SteveAn elk horn arch (“The World’s Largest”) spanning main street and a rodeo cowboy on its license plate, Afton, Wyoming was a town for real men. Luckily I’d ridden a horse once, so I was sure I’d fit right in. I remember telling my mother I needed a pair of cowboy boots for the first day of school (“That’s what they wear in these parts,” I drawled). Sauntering into class on the first day of third grade, jeans tucked into a shiny new pair of the cheapest pair of boots in town, I wouldn’t have been less surprising if I’d sidled up to the desk of my third grade teacher, Mr. Bruce, and ordered a sarsaparilla.

Boots, apparently, were out of fashion that year. Everyone was wearing sneakers, and with good reason. At lunch, I found myself in the middle of the most terrifying version of Sharks and Minnows I’d ever encountered. With the 4th, 5th, and 6th graders waiting hungrily in the middle of the field, we HAD TO RUN FAST through the center of this mob to safety on the other side without being tackled by one of these giants. Those boots might be great for roping and riding, but they proved to be worthless in a game that has since been banned on most playgrounds in the civilized world. After being thrown (tossed, beaten, slammed) to the ground repeatedly by several sixth graders (who — I kid you not — were already shaving), I hobbled home and pleaded with my mother for a pair of sneakers. Otherwise, I argued, I wouldn’t survive school the next day. The boots I tucked away in the back of the closet for formal events.
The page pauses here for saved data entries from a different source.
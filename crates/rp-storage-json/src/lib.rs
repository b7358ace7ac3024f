//! # rp-storage-json
//!
//! JSON snapshot implementation of `RankStore`.
//!
//! Each collection lives in its own file under the data directory and is
//! replaced wholesale on every write: the new snapshot goes to a side file
//! first and is renamed over the target, so a crash mid-write leaves either
//! the old or the new snapshot intact, never a partial one.
//!
//! Each collection has its own `tokio::sync::Mutex`; every logical
//! operation is a read-modify-write cycle under that guard. Operations on
//! different collections never block each other. There is deliberately no
//! cross-collection transaction; the service layer orders its writes so
//! the vote log commits first.

use std::collections::{BTreeMap, HashSet};
use std::marker::PhantomData;
use std::path::{Path, PathBuf};

use anyhow::{bail, Context};
use async_trait::async_trait;
use serde::de::DeserializeOwned;
use serde::Serialize;
use tokio::fs;
use tokio::sync::{Mutex, MutexGuard};
use tracing::debug;
use uuid::Uuid;

use rp_core::models::{PairKey, RankedItem, Vote, VotingSession, DEFAULT_RATING};
use rp_core::traits::RankStore;

type HistoryMap = BTreeMap<String, Vec<PairKey>>;
type SessionMap = BTreeMap<String, VotingSession>;

/// One durable table: a JSON file plus its exclusive-access guard.
struct Table<T> {
    path: PathBuf,
    lock: Mutex<()>,
    _marker: PhantomData<fn() -> T>,
}

impl<T> Table<T>
where
    T: Serialize + DeserializeOwned + Default,
{
    fn new(dir: &Path, file_name: &str) -> Self {
        Self {
            path: dir.join(file_name),
            lock: Mutex::new(()),
            _marker: PhantomData,
        }
    }

    async fn guard(&self) -> MutexGuard<'_, ()> {
        self.lock.lock().await
    }

    /// Reads the current snapshot. A missing file is the empty table.
    async fn read(&self) -> anyhow::Result<T> {
        match fs::read(&self.path).await {
            Ok(bytes) => serde_json::from_slice(&bytes)
                .with_context(|| format!("corrupt table snapshot at {}", self.path.display())),
            Err(err) if err.kind() == std::io::ErrorKind::NotFound => Ok(T::default()),
            Err(err) => {
                Err(err).with_context(|| format!("failed to read {}", self.path.display()))
            }
        }
    }

    /// Replaces the table contents atomically (side file + rename).
    /// On failure the side file is removed and the previously committed
    /// snapshot remains authoritative.
    async fn write(&self, value: &T) -> anyhow::Result<()> {
        let tmp = self.path.with_extension("tmp");
        let bytes = serde_json::to_vec_pretty(value).context("failed to serialize table")?;

        if let Err(err) = fs::write(&tmp, &bytes).await {
            let _ = fs::remove_file(&tmp).await;
            return Err(err).with_context(|| format!("failed to write {}", tmp.display()));
        }
        if let Err(err) = fs::rename(&tmp, &self.path).await {
            let _ = fs::remove_file(&tmp).await;
            return Err(err)
                .with_context(|| format!("failed to swap snapshot into {}", self.path.display()));
        }

        debug!(table = %self.path.display(), bytes = bytes.len(), "snapshot committed");
        Ok(())
    }

    /// Seeds the file with an empty snapshot if it does not exist yet.
    /// A failed existence check propagates rather than treating the file
    /// as missing, so an existing table is never overwritten on a stat
    /// error.
    async fn init_if_missing(&self) -> anyhow::Result<()> {
        let exists = fs::try_exists(&self.path)
            .await
            .with_context(|| format!("failed to stat {}", self.path.display()))?;
        if exists {
            return Ok(());
        }
        self.write(&T::default()).await
    }
}

/// File-backed store holding the four engine collections.
pub struct JsonStore {
    items: Table<Vec<RankedItem>>,
    votes: Table<Vec<Vote>>,
    history: Table<HistoryMap>,
    sessions: Table<SessionMap>,
}

impl JsonStore {
    /// Opens (and if needed creates) the data directory and its four
    /// table files.
    pub async fn open(data_dir: impl AsRef<Path>) -> anyhow::Result<Self> {
        let dir = data_dir.as_ref();
        fs::create_dir_all(dir)
            .await
            .with_context(|| format!("failed to create data directory {}", dir.display()))?;

        let store = Self {
            items: Table::new(dir, "items.json"),
            votes: Table::new(dir, "votes.json"),
            history: Table::new(dir, "judge_history.json"),
            sessions: Table::new(dir, "sessions.json"),
        };

        store.items.init_if_missing().await?;
        store.votes.init_if_missing().await?;
        store.history.init_if_missing().await?;
        store.sessions.init_if_missing().await?;

        debug!(data_dir = %dir.display(), "json store opened");
        Ok(store)
    }
}

#[async_trait]
impl RankStore for JsonStore {
    async fn add_item(
        &self,
        name: &str,
        created_by: Option<String>,
    ) -> anyhow::Result<(RankedItem, bool)> {
        let _guard = self.items.guard().await;
        let mut items = self.items.read().await?;

        let wanted = name.to_lowercase();
        if let Some(existing) = items.iter().find(|i| i.name.to_lowercase() == wanted) {
            return Ok((existing.clone(), false));
        }

        let item = RankedItem::new(name, created_by);
        items.push(item.clone());
        self.items.write(&items).await?;
        Ok((item, true))
    }

    async fn all_items(&self) -> anyhow::Result<Vec<RankedItem>> {
        let _guard = self.items.guard().await;
        self.items.read().await
    }

    async fn item_by_id(&self, id: Uuid) -> anyhow::Result<Option<RankedItem>> {
        let _guard = self.items.guard().await;
        let items = self.items.read().await?;
        Ok(items.into_iter().find(|i| i.id == id))
    }

    async fn update_item_rating(&self, id: Uuid, new_rating: f64) -> anyhow::Result<()> {
        let _guard = self.items.guard().await;
        let mut items = self.items.read().await?;

        let Some(item) = items.iter_mut().find(|i| i.id == id) else {
            bail!("item {id} not found");
        };
        item.rating = new_rating;
        item.comparison_count += 1;

        self.items.write(&items).await
    }

    async fn items_by_rating(&self) -> anyhow::Result<Vec<RankedItem>> {
        let _guard = self.items.guard().await;
        let mut items = self.items.read().await?;
        items.sort_by(|a, b| b.rating.total_cmp(&a.rating));
        Ok(items)
    }

    async fn append_vote(&self, vote: Vote) -> anyhow::Result<()> {
        let _guard = self.votes.guard().await;
        let mut votes = self.votes.read().await?;
        votes.push(vote);
        self.votes.write(&votes).await
    }

    async fn all_votes(&self) -> anyhow::Result<Vec<Vote>> {
        let _guard = self.votes.guard().await;
        self.votes.read().await
    }

    async fn mark_pair_judged(&self, judge_id: &str, pair: PairKey) -> anyhow::Result<()> {
        let _guard = self.history.guard().await;
        let mut history = self.history.read().await?;

        let pairs = history.entry(judge_id.to_string()).or_default();
        if pairs.contains(&pair) {
            // Set semantics: a re-judged pair is not double-counted.
            return Ok(());
        }
        pairs.push(pair);

        self.history.write(&history).await
    }

    async fn voted_pairs(&self, judge_id: &str) -> anyhow::Result<HashSet<PairKey>> {
        let _guard = self.history.guard().await;
        let history = self.history.read().await?;
        Ok(history
            .get(judge_id)
            .map(|pairs| pairs.iter().copied().collect())
            .unwrap_or_default())
    }

    async fn get_session(&self, judge_id: &str) -> anyhow::Result<Option<VotingSession>> {
        let _guard = self.sessions.guard().await;
        let sessions = self.sessions.read().await?;
        Ok(sessions.get(judge_id).cloned())
    }

    async fn save_session(&self, session: VotingSession) -> anyhow::Result<()> {
        let _guard = self.sessions.guard().await;
        let mut sessions = self.sessions.read().await?;
        sessions.insert(session.judge_id.clone(), session);
        self.sessions.write(&sessions).await
    }

    async fn clear_session(&self, judge_id: &str) -> anyhow::Result<()> {
        let _guard = self.sessions.guard().await;
        let mut sessions = self.sessions.read().await?;
        if sessions.remove(judge_id).is_some() {
            self.sessions.write(&sessions).await?;
        }
        Ok(())
    }

    async fn reset_all(&self) -> anyhow::Result<()> {
        // Fixed lock order: items, votes, history, sessions.
        {
            let _guard = self.items.guard().await;
            self.items.write(&Vec::new()).await?;
        }
        {
            let _guard = self.votes.guard().await;
            self.votes.write(&Vec::new()).await?;
        }
        {
            let _guard = self.history.guard().await;
            self.history.write(&HistoryMap::new()).await?;
        }
        let _guard = self.sessions.guard().await;
        self.sessions.write(&SessionMap::new()).await
    }

    async fn reset_rankings(&self) -> anyhow::Result<()> {
        {
            let _guard = self.items.guard().await;
            let mut items = self.items.read().await?;
            for item in &mut items {
                item.rating = DEFAULT_RATING;
                item.comparison_count = 0;
            }
            self.items.write(&items).await?;
        }
        {
            let _guard = self.votes.guard().await;
            self.votes.write(&Vec::new()).await?;
        }
        {
            let _guard = self.history.guard().await;
            self.history.write(&HistoryMap::new()).await?;
        }
        let _guard = self.sessions.guard().await;
        self.sessions.write(&SessionMap::new()).await
    }
}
SteveWhen I was 12, I started school in Richmond, Utah. A cow town near Napoleon Dynamite’s home in Preston, Idaho. Drawing students from all over northern Cache Valley and with a total population of nearly 1,000 students, North Cache Junior High was by far the largest school I had ever attended up to that point in my life, and I remember feeling very frightened on the first day. I had never ridden a school bus before, and the bus on that first morning was packed with junior high kids who all seemed bigger and louder than I was. Getting on that bus was kind of like walking into the middle of a riot, and even though the driver — his name was Arnie Amos — was stern, he seemed to have no sway with the mob in back. He’d yell at them to quiet down and they’d just shout back, “Hey Arnie, grind us a pound!!” (This taunt referred to the way Arnie would shift the gears on the bus, which always produced a tooth-jarring grind between 2nd and 3rd gears). The school building was ancient, nearly 75 years old when I walked through its doors, and smelled like stale potatoes. It was here I would learn about the pleasures and anguish of love and friendship, how to play the saxophone, the humiliations of the rope climb and the requirement to shower after every PE class, and the secret joys of discovering a favorite author (thank you, Mark Twain). I never imagined during those tumultuous and confusing years that I would become a Middle School teacher myself.

So here we are in 2020, beginning the school year in the middle of a strange pandemic. And again, things feel new and exciting, even for an old(ish) man like me. I wonder what the year will be like and I sometimes still worry about things I don’t understand or can’t control. But one thing that remains constant for me is the anticipation of an adventure on the horizon — one that we will share and that we will tell our children and grandchildren about. I invite you to join me in this adventure and to bring your hope, your enthusiasm, and your generosity as we step confidently into the “first day” of school 2020 at Weilenmann School of Discovery.